Please copy out the entries until you have copied the line that contains "w.customer.user_id, p.id, 2).await.unwrap_err();", beginning with the first line.

### SOURCE DATA:
══════

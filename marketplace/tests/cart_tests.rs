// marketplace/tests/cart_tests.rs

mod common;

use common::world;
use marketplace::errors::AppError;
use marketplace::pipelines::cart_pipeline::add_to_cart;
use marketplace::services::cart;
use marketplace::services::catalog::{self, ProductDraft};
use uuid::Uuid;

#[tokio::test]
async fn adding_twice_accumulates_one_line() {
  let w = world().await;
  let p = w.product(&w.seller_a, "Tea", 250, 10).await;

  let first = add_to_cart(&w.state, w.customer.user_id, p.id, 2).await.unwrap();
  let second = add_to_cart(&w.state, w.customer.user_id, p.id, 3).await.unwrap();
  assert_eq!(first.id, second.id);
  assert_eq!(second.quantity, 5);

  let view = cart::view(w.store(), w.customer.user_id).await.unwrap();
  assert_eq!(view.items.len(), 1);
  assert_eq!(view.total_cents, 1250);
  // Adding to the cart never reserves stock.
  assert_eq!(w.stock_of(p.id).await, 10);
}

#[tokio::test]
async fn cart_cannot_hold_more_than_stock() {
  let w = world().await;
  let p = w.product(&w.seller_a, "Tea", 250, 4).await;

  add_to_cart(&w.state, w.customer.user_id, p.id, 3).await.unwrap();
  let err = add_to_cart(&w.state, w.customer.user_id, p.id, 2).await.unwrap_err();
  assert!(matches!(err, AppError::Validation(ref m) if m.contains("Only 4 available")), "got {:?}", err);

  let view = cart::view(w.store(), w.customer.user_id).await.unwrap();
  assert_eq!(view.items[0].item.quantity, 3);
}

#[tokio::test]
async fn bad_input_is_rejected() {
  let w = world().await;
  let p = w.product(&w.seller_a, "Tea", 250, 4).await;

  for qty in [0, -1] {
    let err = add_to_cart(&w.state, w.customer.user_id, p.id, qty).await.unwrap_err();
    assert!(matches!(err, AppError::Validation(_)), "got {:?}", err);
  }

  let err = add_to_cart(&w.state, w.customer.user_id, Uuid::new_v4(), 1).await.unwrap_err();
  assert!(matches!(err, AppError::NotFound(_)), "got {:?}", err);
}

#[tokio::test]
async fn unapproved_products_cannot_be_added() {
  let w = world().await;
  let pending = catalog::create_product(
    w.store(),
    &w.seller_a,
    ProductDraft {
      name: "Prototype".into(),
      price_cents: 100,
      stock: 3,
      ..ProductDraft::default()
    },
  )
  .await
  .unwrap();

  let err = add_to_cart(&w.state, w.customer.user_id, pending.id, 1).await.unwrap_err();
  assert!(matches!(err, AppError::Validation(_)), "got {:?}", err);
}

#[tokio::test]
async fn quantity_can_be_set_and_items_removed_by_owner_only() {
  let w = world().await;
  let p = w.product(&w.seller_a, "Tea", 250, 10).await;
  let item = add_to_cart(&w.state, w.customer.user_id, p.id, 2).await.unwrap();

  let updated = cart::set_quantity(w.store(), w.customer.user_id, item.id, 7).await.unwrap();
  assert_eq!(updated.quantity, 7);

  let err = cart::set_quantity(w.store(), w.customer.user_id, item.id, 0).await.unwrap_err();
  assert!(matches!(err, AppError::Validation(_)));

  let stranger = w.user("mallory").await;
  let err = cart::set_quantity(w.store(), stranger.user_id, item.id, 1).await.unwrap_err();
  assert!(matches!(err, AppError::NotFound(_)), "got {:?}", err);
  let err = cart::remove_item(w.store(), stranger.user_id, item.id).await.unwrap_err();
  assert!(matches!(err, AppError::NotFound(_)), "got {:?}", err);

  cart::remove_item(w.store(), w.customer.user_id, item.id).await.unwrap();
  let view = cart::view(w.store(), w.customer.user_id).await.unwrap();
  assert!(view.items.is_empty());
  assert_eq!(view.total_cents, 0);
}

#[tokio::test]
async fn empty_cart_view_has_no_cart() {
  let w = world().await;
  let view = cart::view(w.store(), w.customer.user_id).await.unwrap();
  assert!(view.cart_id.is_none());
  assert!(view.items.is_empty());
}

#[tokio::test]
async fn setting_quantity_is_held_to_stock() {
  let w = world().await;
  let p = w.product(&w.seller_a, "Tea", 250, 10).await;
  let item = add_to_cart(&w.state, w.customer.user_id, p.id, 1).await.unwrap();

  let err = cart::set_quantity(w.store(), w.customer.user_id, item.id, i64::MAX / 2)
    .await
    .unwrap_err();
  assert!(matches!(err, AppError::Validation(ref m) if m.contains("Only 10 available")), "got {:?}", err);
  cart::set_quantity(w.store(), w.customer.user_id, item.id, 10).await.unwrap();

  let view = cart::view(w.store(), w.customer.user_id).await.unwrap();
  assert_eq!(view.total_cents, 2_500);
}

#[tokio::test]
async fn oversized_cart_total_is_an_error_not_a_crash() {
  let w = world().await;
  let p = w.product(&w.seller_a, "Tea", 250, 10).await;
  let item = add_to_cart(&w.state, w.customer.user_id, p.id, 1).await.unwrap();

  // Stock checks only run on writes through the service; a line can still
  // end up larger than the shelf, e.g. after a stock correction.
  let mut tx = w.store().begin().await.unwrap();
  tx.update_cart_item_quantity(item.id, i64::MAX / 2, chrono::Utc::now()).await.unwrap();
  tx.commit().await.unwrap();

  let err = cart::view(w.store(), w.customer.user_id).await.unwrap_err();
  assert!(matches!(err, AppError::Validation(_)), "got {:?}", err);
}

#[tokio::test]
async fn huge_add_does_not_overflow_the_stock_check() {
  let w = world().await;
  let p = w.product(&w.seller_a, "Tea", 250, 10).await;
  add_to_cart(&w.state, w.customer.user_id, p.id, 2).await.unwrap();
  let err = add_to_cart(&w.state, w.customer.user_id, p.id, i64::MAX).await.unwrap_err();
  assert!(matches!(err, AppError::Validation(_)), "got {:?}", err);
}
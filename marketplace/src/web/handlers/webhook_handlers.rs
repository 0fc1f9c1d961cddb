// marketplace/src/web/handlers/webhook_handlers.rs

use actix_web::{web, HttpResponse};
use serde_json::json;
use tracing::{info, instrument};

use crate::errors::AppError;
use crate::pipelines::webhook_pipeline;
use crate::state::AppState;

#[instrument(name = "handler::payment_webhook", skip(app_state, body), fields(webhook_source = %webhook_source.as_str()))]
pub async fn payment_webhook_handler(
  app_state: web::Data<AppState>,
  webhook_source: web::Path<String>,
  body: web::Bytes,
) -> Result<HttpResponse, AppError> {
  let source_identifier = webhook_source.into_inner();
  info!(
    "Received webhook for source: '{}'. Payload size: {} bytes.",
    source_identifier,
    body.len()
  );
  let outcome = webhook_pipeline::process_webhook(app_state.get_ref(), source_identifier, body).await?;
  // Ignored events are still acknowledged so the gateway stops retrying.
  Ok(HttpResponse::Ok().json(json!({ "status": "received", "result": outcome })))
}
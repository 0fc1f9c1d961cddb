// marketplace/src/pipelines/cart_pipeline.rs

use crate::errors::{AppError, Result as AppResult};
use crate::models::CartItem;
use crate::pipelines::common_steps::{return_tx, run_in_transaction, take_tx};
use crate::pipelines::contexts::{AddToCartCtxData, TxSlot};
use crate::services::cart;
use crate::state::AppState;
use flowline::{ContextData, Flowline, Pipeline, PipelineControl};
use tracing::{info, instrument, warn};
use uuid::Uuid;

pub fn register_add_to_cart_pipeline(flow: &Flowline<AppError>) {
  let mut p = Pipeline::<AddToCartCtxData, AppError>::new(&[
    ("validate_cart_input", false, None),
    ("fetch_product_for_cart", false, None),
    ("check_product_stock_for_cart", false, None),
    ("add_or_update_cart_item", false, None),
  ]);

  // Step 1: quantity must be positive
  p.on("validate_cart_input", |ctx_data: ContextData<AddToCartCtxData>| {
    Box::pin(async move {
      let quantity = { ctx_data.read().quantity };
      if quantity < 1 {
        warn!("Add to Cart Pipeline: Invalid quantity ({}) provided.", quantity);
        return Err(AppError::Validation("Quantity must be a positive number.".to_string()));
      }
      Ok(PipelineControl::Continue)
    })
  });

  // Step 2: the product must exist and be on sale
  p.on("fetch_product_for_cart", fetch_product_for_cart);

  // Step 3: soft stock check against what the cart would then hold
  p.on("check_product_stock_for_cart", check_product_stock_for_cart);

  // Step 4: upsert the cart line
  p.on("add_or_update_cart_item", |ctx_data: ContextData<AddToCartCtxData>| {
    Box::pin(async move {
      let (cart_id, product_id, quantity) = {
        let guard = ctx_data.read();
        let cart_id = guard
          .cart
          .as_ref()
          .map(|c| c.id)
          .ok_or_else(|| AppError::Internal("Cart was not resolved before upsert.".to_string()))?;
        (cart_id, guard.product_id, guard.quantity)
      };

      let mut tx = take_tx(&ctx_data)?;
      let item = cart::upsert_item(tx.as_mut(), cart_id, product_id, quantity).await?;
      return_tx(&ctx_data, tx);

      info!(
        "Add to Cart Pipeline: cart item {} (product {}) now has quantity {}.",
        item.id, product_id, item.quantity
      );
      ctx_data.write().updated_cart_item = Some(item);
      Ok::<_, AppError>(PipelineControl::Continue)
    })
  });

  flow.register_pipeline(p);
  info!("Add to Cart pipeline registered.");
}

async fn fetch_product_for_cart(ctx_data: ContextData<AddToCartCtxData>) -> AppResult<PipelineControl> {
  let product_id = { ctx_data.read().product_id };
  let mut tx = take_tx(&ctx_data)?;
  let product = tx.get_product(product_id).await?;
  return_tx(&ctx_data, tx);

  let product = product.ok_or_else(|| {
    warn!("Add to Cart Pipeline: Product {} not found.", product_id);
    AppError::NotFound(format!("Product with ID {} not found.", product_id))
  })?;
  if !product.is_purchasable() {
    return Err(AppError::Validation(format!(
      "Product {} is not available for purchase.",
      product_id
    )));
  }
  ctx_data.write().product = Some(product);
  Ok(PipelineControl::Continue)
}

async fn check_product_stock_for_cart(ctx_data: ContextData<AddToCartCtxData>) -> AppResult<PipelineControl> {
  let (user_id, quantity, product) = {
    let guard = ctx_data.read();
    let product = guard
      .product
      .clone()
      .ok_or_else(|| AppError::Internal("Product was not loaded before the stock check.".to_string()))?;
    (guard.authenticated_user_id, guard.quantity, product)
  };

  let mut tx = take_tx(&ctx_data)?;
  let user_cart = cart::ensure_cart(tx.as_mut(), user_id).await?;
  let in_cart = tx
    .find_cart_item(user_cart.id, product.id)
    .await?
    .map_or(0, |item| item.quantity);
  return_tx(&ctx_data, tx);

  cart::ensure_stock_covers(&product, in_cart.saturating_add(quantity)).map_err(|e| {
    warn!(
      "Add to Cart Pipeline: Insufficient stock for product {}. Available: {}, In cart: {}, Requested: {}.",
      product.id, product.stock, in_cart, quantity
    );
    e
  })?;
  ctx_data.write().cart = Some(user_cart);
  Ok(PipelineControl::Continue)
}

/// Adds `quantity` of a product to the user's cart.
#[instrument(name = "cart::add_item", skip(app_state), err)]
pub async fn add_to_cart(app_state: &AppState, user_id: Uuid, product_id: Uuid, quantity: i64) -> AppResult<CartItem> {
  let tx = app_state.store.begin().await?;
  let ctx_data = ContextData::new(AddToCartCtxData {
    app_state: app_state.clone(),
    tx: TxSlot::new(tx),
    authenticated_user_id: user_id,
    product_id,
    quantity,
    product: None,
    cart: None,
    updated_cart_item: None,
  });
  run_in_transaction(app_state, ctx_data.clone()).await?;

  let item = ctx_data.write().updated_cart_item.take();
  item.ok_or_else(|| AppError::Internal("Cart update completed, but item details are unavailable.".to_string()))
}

══════

### TASK RESULT:
filename marketplace/tests/cart_tests.rs
// marketplace/tests/cart_tests.rs

mod common;

use common::world;
use marketplace::errors::AppError;
use marketplace::pipelines::cart_pipeline::add_to_cart;
use marketplace::services::cart;
use marketplace::services::catalog::{self, ProductDraft};
use uuid::Uuid;

#[tokio::test]
async fn adding_twice_accumulates_one_line() {
  let w = world().await;
  let p = w.product(&w.seller_a, "Tea", 250, 10).await;

  let first = add_to_cart(&w.state, w.customer.user_id, p.id, 2).await.unwrap();
  let second = add_to_cart(&w.state, w.customer.user_id, p.id, 3).await.unwrap();
  assert_eq!(first.id, second.id);
  assert_eq!(second.quantity, 5);

  let view = cart::view(w.store(), w.customer.user_id).await.unwrap();
  assert_eq!(view.items.len(), 1);
  assert_eq!(view.total_cents, 1250);
  // Adding to the cart never reserves stock.
  assert_eq!(w.stock_of(p.id).await, 10);
}

#[tokio::test]
async fn cart_cannot_hold_more_than_stock() {
  let w = world().await;
  let p = w.product(&w.seller_a, "Tea", 250, 4).await;

  add_to_cart(&w.state, w.customer.user_id, p.id, 3).await.unwrap();
  let err = add_to_cart(&w.state, w.customer.user_id, p.id, 2).await.unwrap_err();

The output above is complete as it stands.